Thus an aligned read of a 32-bit integer took one memory access; an unaligned
read took two, which took twice as long. This killed performance.

Rather than quietly performing badly, the processor threw an exception to
encourage you to fix your code.

The ARM2 worked a bit differently. It ignored the bottom two bits of the
address when it read a value from memory. When the read was complete the value
was rotated by the value of the bottom 2 bits multiplied by 8. This had the
effect of putting the byte referenced by the full address in the bottom 8 bits
of the 32-bit register. A flag in the instruction let you optionally mask off
the top 24 bits to simulate a byte read.

------
Hello71
You can probably also just pass -fno-strict-aliasing to gcc.

------
ot
If you're willing to use compiler extensions, you can avoid the memcpy by
using packed structs. This can generate better code.

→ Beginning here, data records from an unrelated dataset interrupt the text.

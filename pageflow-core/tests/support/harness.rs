use pageflow_contracts::surface::ScrollSurface;
use pageflow_core::recording::{
    Event, EventLog, RecordingBackend, RecordingCovers, RecordingIndicator,
    RecordingObserver, RecordingScroll,
};
use pageflow_core::{DragRelease, PagingConfig, PagingSurface, PlaybackCoordinator};
use pageflow_model::{MediaRef, Page};
use std::path::PathBuf;
use std::time::{Duration, Instant};

/// Viewport that yields 300-wide pages with the default 21 gutter.
pub const VIEWPORT: f32 = 384.0;

pub type TestSurface = PagingSurface<RecordingScroll, RecordingIndicator>;

pub fn videos(count: usize) -> Vec<Page> {
    (0..count)
        .map(|i| Page::new(format!("clip {i}"), MediaRef::video(format!("clip-{i}.mp4"))))
        .collect()
}

pub fn source(page: &Page) -> Option<PathBuf> {
    page.media().source.clone()
}

pub struct Harness {
    pub surface: TestSurface,
    pub log: EventLog,
    pub clock: Instant,
}

impl Harness {
    pub fn new(pages: Vec<Page>) -> Self {
        Self::with_config(pages, PagingConfig::default())
    }

    pub fn with_config(pages: Vec<Page>, config: PagingConfig) -> Self {
        Self::build(pages, config, |backend| backend)
    }

    pub fn build(
        pages: Vec<Page>,
        config: PagingConfig,
        backend: impl FnOnce(RecordingBackend) -> RecordingBackend,
    ) -> Self {
        let log = EventLog::default();
        let playback = PlaybackCoordinator::new(
            Box::new(backend(RecordingBackend::new(log.clone()))),
            Box::new(RecordingCovers::new(log.clone())),
            config.loop_by_default,
        );
        let mut surface = PagingSurface::new(
            VIEWPORT,
            config,
            RecordingScroll::new(log.clone()),
            RecordingIndicator::new(log.clone()),
            playback,
        );
        surface.add_observer(Box::new(RecordingObserver::new(log.clone())));
        surface.load(pages);
        log.clear();
        Self {
            surface,
            log,
            clock: Instant::now(),
        }
    }

    pub fn offset(&self, index: usize) -> f32 {
        self.surface.deck().canonical_offset(index)
    }

    pub fn page(&self, index: usize) -> Page {
        self.surface.deck().page(index).cloned().expect("page in deck")
    }

    /// Grab, move `delta` away from the focused page, and release with
    /// `velocity`. The snap animation is left running.
    pub fn fling(&mut self, delta: f32, velocity: f32) {
        self.begin();
        self.move_by(delta);
        self.surface
            .drag_end(DragRelease::at(self.clock).with_velocity(velocity));
    }

    /// [`Self::fling`] and let the animation finish.
    pub fn swipe(&mut self, delta: f32, velocity: f32) {
        self.fling(delta, velocity);
        self.complete();
    }

    pub fn begin(&mut self) {
        self.clock += Duration::from_millis(16);
        self.surface.drag_begin(self.clock);
    }

    pub fn move_by(&mut self, delta: f32) {
        let focus = self.surface.focus_index().unwrap_or(0);
        let offset = self.offset(focus) + delta;
        self.surface.scroll_mut().drag_to(offset);
        self.surface.scroll_moved(offset);
    }

    pub fn complete(&mut self) {
        let ticket = self
            .surface
            .scroll()
            .last_ticket()
            .expect("an animation was started");
        self.surface.animation_complete(ticket);
    }

    pub fn content_offset(&self) -> f32 {
        self.surface.scroll().content_offset()
    }

    pub fn take(&self) -> Vec<Event> {
        self.log.take()
    }

    pub fn observed(&self) -> Vec<Event> {
        self.log
            .take()
            .into_iter()
            .filter(|e| {
                matches!(
                    e,
                    Event::WillScrollTo(_) | Event::DidScrollTo(_) | Event::PageSelected(_)
                )
            })
            .collect()
    }
}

Folly has a generic `loadUnaligned()` that uses this trick:
[https://github.com/facebook/folly/blob/5d52fb8c30e567403b8cc...](https://github.com/facebook/folly/blob/5d52fb8c30e567403b8ccb65e5c1a159fb92d707/folly/Bits.h#L539)

------
phkahler
What if you put the array in a struct and made a union of both uint32_t and
uint8_t? Would the union with the larger size force the compiler to generate a
4-byte aligned array for the bytes?

I suggest this because it would be portable without any compiler specific
stuff.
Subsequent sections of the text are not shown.